→ **INSTRUCTIONS TO FOLLOW**
The required result is a copy of each line below in which "голос" appears.

Collected data:

□ □ □

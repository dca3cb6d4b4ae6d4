#![forbid(unsafe_code)]

use std::sync::Arc;

use anyhow::Result;
use log::{info, error};
use poem::listener::{Listener, RustlsCertificate, RustlsConfig};
use poem::middleware::Cors;
use poem::{get, listener::TcpListener, EndpointExt, IntoEndpoint, Route};
use poem_openapi::OpenApiService;

// Busya Utilities
use crate::api::chat::{self, ChatApi};
use crate::api::pages::{self, LandingPage};
use crate::busya::gateway::{ChatGateway, ChatSettings};
use crate::busya::provider::{CompletionProvider, OpenAiClient};
use crate::busya::resolver::{ResponseResolver, VoiceState};
use crate::utils::busya_utils::get_absolute_path;
use crate::utils::config::{init_busya_dirs, init_log, init_runtime_context, RuntimeCtx, BUSYA_ARGS};
use crate::utils::errors::Errors;

// Modules
mod api;
mod busya;
mod utils;

// ***************************************************************************
//                                Constants
// ***************************************************************************
const SERVER_NAME : &str = "BusyaServer"; // for poem logging
const CERT_FILE   : &str = "/cert.pem";   // relative to certs dir
const KEY_FILE    : &str = "/key.pem";    // relative to certs dir

// ---------------------------------------------------------------------------
// main:
// ---------------------------------------------------------------------------
#[tokio::main]
async fn main() -> Result<()> {
    // --------------- Initialize Busya ---------------
    // Announce ourselves.
    println!("Starting busya_server!");

    // Initialize the server.
    let runtime_ctx = match busya_init()? {
        Some(ctx) => ctx,
        None => return Ok(()),
    };
    let config = &runtime_ctx.parms.config;

    // --------------- Main Loop Set Up ---------------
    // Assign base URL.
    let busya_url = format!("{}:{}{}", config.http_addr, config.http_port, "/api");

    let gateway = Arc::new(build_gateway(&runtime_ctx)?);
    let api_service =
        OpenApiService::new(ChatApi::new(gateway.clone()), config.title.as_str(), env!("CARGO_PKG_VERSION"))
        .server(busya_url);

    // Allow the generated openapi specs to be retrieved from the server.
    let spec = api_service.spec_endpoint();
    let spec_yaml = api_service.spec_endpoint_yaml();
    let ui = api_service.swagger_ui();

    // The landing page path is resolved once against our working directory.
    let page = LandingPage::new(get_absolute_path(&config.index_file), config.title.clone());

    // Create the routes and run the server.
    let addr = format!("{}:{}", config.bind_addr, config.http_port);
    let app = Route::new()
        .at("/", get(pages::index))
        .at("/health", get(pages::health))
        .at("/favicon.ico", get(pages::favicon))
        .nest("/api", chat::catch_unparsed_body(api_service.into_endpoint(), gateway))
        .nest("/swagger", ui)
        .at("/spec", spec)
        .at("/spec_yaml", spec_yaml)
        .data(page)
        .with(Cors::new());

    // ------------------ Main Loop -------------------
    info!("Listening on {} (tls={}).", addr, config.enable_tls);
    if config.enable_tls {
        let certs_dir = &runtime_ctx.busya_dirs.certs_dir;
        poem::Server::new(
            TcpListener::bind(addr).rustls(
                RustlsConfig::new().fallback(
                    RustlsCertificate::new()
                        .key(std::fs::read(certs_dir.clone() + KEY_FILE)?)
                        .cert(std::fs::read(certs_dir.clone() + CERT_FILE)?),
                ),
            ),
        )
        .name(SERVER_NAME)
        .run(app)
        .await?;
    } else {
        poem::Server::new(TcpListener::bind(addr))
            .name(SERVER_NAME)
            .run(app)
            .await?;
    }
    Ok(())
}

// ***************************************************************************
//                             Private Functions
// ***************************************************************************
// ---------------------------------------------------------------------------
// busya_init:
// ---------------------------------------------------------------------------
/** Initialize all subsystems and read the runtime context.  None is returned
 * when the user only asked for the data directories to be created.
 */
fn busya_init() -> Result<Option<RuntimeCtx>> {
    // Load a .env file from the working directory if there is one.
    let dotenv = dotenvy::dotenv();

    // Create or check the data directories.
    let busya_dirs = init_busya_dirs()?;
    if BUSYA_ARGS.create_dirs_only {
        println!("Busya data directories created under {}", busya_dirs.root_dir);
        return Ok(None);
    }

    // Configure our log.
    init_log(&busya_dirs)?;
    match dotenv {
        Ok(path) => info!("Environment loaded from {:?}.", path),
        Err(e) => info!("No .env file loaded: {}", e),
    }

    let runtime_ctx = init_runtime_context(busya_dirs)?;
    info!("{}", Errors::InputParms(format!("{:#?}", runtime_ctx)));

    // Log build info.
    print_version_info();

    Ok(Some(runtime_ctx))
}

// ---------------------------------------------------------------------------
// build_gateway:
// ---------------------------------------------------------------------------
/** Assemble the chat gateway.  Without a credential the gateway still serves
 * canned replies and reports every other message as not configured.
 */
fn build_gateway(runtime_ctx: &RuntimeCtx) -> Result<ChatGateway> {
    let config = &runtime_ctx.parms.config;
    let resolver = ResponseResolver::new(runtime_ctx.phrases.clone(), config.match_mode,
                                         Arc::new(VoiceState::new()));

    let provider: Option<Arc<dyn CompletionProvider>> = match &runtime_ctx.credential {
        Some(credential) => match OpenAiClient::new(&config.provider, credential.clone()) {
            Ok(client) => Some(Arc::new(client)),
            Err(e) => {
                error!("Unable to create the completion client: {}", e);
                return Err(e.into());
            }
        },
        None => None,
    };

    let settings = ChatSettings {
        system_prompt: config.provider.system_prompt.clone(),
        temperature: config.provider.temperature,
        max_tokens: config.provider.max_tokens,
    };
    Ok(ChatGateway::new(resolver, provider, settings))
}

// ---------------------------------------------------------------------------
// print_version_info:
// ---------------------------------------------------------------------------
fn print_version_info() {
    info!("\n*** Running BUSYA={}, BRANCH={}, COMMIT={}, DIRTY={}, SRC_TS={}, RUSTC={}.",
          option_env!("CARGO_PKG_VERSION").unwrap_or("unknown"),
          env!("GIT_BRANCH"),
          env!("GIT_COMMIT_SHORT"),
          env!("GIT_DIRTY"),
          env!("SOURCE_TIMESTAMP"),
          env!("RUSTC_VERSION"));
}
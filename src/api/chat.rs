#![forbid(unsafe_code)]

use std::sync::Arc;

use log::warn;
use poem::{Endpoint, EndpointExt, Request};
use poem_openapi::error::ParseRequestPayloadError;
use poem_openapi::{ OpenApi, payload::Json, Object, ApiResponse };
use serde_json::Value;

use crate::busya::gateway::{ChatGateway, ChatReply, ReplyBody};
use crate::utils::busya_utils::{self, RequestDebug};

// ***************************************************************************
//                          Request/Response Definitions
// ***************************************************************************
pub struct ChatApi {
    gateway: Arc<ChatGateway>,
}

impl ChatApi {
    pub fn new(gateway: Arc<ChatGateway>) -> Self {
        Self {gateway}
    }
}

// The request body is taken as raw json so that a missing or non-string
// message is answered with our own envelope rather than a framework error.
#[derive(Debug)]
struct ReqChat
{
    message: Option<String>,
}

impl ReqChat {
    fn from_json(body: &Value) -> Self {
        Self {message: body.get("message").and_then(Value::as_str).map(str::to_string)}
    }
}

// Implement the debug record trait for logging.
impl RequestDebug for ReqChat {
    fn get_request_info(&self) -> String {
        let mut s = String::with_capacity(255);
        s.push_str("  Request body:");
        s.push_str("\n    message: ");
        match &self.message {
            Some(m) => s.push_str(m),
            None => s.push_str("None"),
        }
        s.push('\n');
        s
    }
}

#[derive(Object, Debug)]
struct RespChat
{
    #[oai(skip_serializing_if_is_none)]
    response: Option<String>,
    #[oai(skip_serializing_if_is_none)]
    error: Option<String>,
    is_male_voice: bool,
}

impl RespChat {
    fn new(body: ReplyBody, is_male_voice: bool) -> Self {
        match body {
            ReplyBody::Response(r) => Self {response: Some(r), error: None, is_male_voice},
            ReplyBody::Error(e) => Self {response: None, error: Some(e), is_male_voice},
        }
    }
}

// ------------------- HTTP Status Codes -------------------
#[derive(Debug, ApiResponse)]
enum ChatResponse {
    #[oai(status = 200)]
    Http200(Json<RespChat>),
    #[oai(status = 400)]
    Http400(Json<RespChat>),
    #[oai(status = 500)]
    Http500(Json<RespChat>),
}

fn make_http_200(resp: RespChat) -> ChatResponse {
    ChatResponse::Http200(Json(resp))
}
fn make_http_400(resp: RespChat) -> ChatResponse {
    ChatResponse::Http400(Json(resp))
}
fn make_http_500(resp: RespChat) -> ChatResponse {
    ChatResponse::Http500(Json(resp))
}

fn make_response(reply: ChatReply) -> ChatResponse {
    let resp = RespChat::new(reply.body, reply.is_male_voice);
    match reply.status {
        200 => make_http_200(resp),
        400 => make_http_400(resp),
        _ => make_http_500(resp),
    }
}

// ***************************************************************************
//                             OpenAPI Endpoint
// ***************************************************************************
#[OpenApi]
impl ChatApi {
    /// Answer a chat message with a canned reply or a generated completion.
    #[oai(path = "/chat", method = "post")]
    async fn chat(&self, http_req: &Request, body: Json<Value>) -> ChatResponse {
        let req = ReqChat::from_json(&body.0);

        // Conditional logging depending on log level.
        busya_utils::debug_request(http_req, &req);

        make_response(self.gateway.handle_chat(req.message.as_deref()).await)
    }
}

// ---------------------------------------------------------------------------
// catch_unparsed_body:
// ---------------------------------------------------------------------------
/** Wrap the chat service so that a body that isn't json at all is answered
 * like a request with no message: the 400 envelope with the current voice
 * state, and no parser detail.
 */
pub fn catch_unparsed_body<E: Endpoint + 'static>(ep: E, gateway: Arc<ChatGateway>) -> impl Endpoint {
    ep.catch_error(move |err: ParseRequestPayloadError| {
        let gateway = gateway.clone();
        async move {
            warn!("Unable to parse chat request body: {}", err);
            make_response(gateway.handle_chat(None).await)
        }
    })
}

// ***************************************************************************
//                                  Tests
// ***************************************************************************
#[cfg(test)]
mod tests {
    use super::*;
    use poem::http::StatusCode;
    use poem::test::TestClient;
    use poem::{IntoEndpoint, Route};
    use poem_openapi::OpenApiService;
    use serde_json::json;

    use crate::busya::gateway::ChatSettings;
    use crate::busya::phrases::PhraseTable;
    use crate::busya::resolver::{MatchMode, ResponseResolver, VoiceState};

    fn app() -> impl Endpoint {
        let resolver = ResponseResolver::new(PhraseTable::default(), MatchMode::Substring,
                                             Arc::new(VoiceState::new()));
        let settings = ChatSettings {system_prompt: "persona".to_string(), temperature: 0.8, max_tokens: 500};
        let gateway = Arc::new(ChatGateway::new(resolver, None, settings));
        let api_service = OpenApiService::new(ChatApi::new(gateway.clone()), "Busya Server", "test");
        Route::new().nest("/api", catch_unparsed_body(api_service.into_endpoint(), gateway))
    }

    #[tokio::test]
    async fn non_json_body_is_400_envelope() {
        let cli = TestClient::new(app());
        let resp = cli.post("/api/chat")
            .content_type("application/json")
            .body("not json")
            .send()
            .await;
        resp.assert_status(StatusCode::BAD_REQUEST);
        resp.assert_json(json!({"error": "Пустое сообщение", "is_male_voice": false})).await;

        // The envelope reports the voice state as it stands.
        cli.post("/api/chat").body_json(&json!({"message": "смени голос"})).send().await
            .assert_status_is_ok();
        let resp = cli.post("/api/chat")
            .content_type("application/json")
            .body("{\"message\": ")
            .send()
            .await;
        resp.assert_status(StatusCode::BAD_REQUEST);
        resp.assert_json(json!({"error": "Пустое сообщение", "is_male_voice": true})).await;
    }

    #[tokio::test]
    async fn empty_message_is_400() {
        let cli = TestClient::new(app());
        let resp = cli.post("/api/chat").body_json(&json!({"message": ""})).send().await;
        resp.assert_status(StatusCode::BAD_REQUEST);
        resp.assert_json(json!({"error": "Пустое сообщение", "is_male_voice": false})).await;
    }

    #[tokio::test]
    async fn missing_or_non_string_message_is_400() {
        let cli = TestClient::new(app());
        for body in [json!({}), json!({"message": 42}), json!({"message": null}), json!(["hi"])] {
            let resp = cli.post("/api/chat").body_json(&body).send().await;
            resp.assert_status(StatusCode::BAD_REQUEST);
            resp.assert_json(json!({"error": "Пустое сообщение", "is_male_voice": false})).await;
        }
    }

    #[tokio::test]
    async fn canned_reply_is_200() {
        let cli = TestClient::new(app());
        let resp = cli.post("/api/chat").body_json(&json!({"message": "Кто ты?"})).send().await;
        resp.assert_status_is_ok();
        let body = resp.json().await;
        let value = body.value();
        assert!(value.object().get("response").string().starts_with("Приветик!"));
        value.object().get("is_male_voice").assert_bool(false);
    }

    #[tokio::test]
    async fn voice_state_persists_across_requests() {
        let cli = TestClient::new(app());
        let resp = cli.post("/api/chat").body_json(&json!({"message": "смени голос"})).send().await;
        resp.assert_json(json!({
            "response": "Хорошо, переключаюсь на мужской голос 🧑‍💻",
            "is_male_voice": true,
        })).await;

        let resp = cli.post("/api/chat").body_json(&json!({"message": "   "})).send().await;
        resp.assert_status(StatusCode::BAD_REQUEST);
        resp.assert_json(json!({"error": "Пустое сообщение", "is_male_voice": true})).await;

        let resp = cli.post("/api/chat").body_json(&json!({"message": "поменяй голос"})).send().await;
        resp.assert_json(json!({
            "response": "Хорошо, теперь женский голос 👩‍🎤",
            "is_male_voice": false,
        })).await;
    }

    #[tokio::test]
    async fn no_credential_is_500() {
        let cli = TestClient::new(app());
        let resp = cli.post("/api/chat").body_json(&json!({"message": "hello"})).send().await;
        resp.assert_status(StatusCode::INTERNAL_SERVER_ERROR);
        resp.assert_json(json!({
            "response": "⚠️ API ключ не настроен. Добавь его в .env!",
            "is_male_voice": false,
        })).await;
    }
}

□ □ □

→ **SOLVED PROBLEM**
        cli.post("/api/chat").body_json(&json!({"message": "смени голос"})).send().await
        let resp = cli.post("/api/chat").body_json(&json!({"message": "смени голос"})).send().await;
            "response": "Хорошо, переключаюсь на мужской голос 🧑‍💻",
        let resp = cli.post("/api/chat").body_json(&json!({"message": "поменяй голос"})).send().await;
            "response": "Хорошо, теперь женский голос 👩‍🎤",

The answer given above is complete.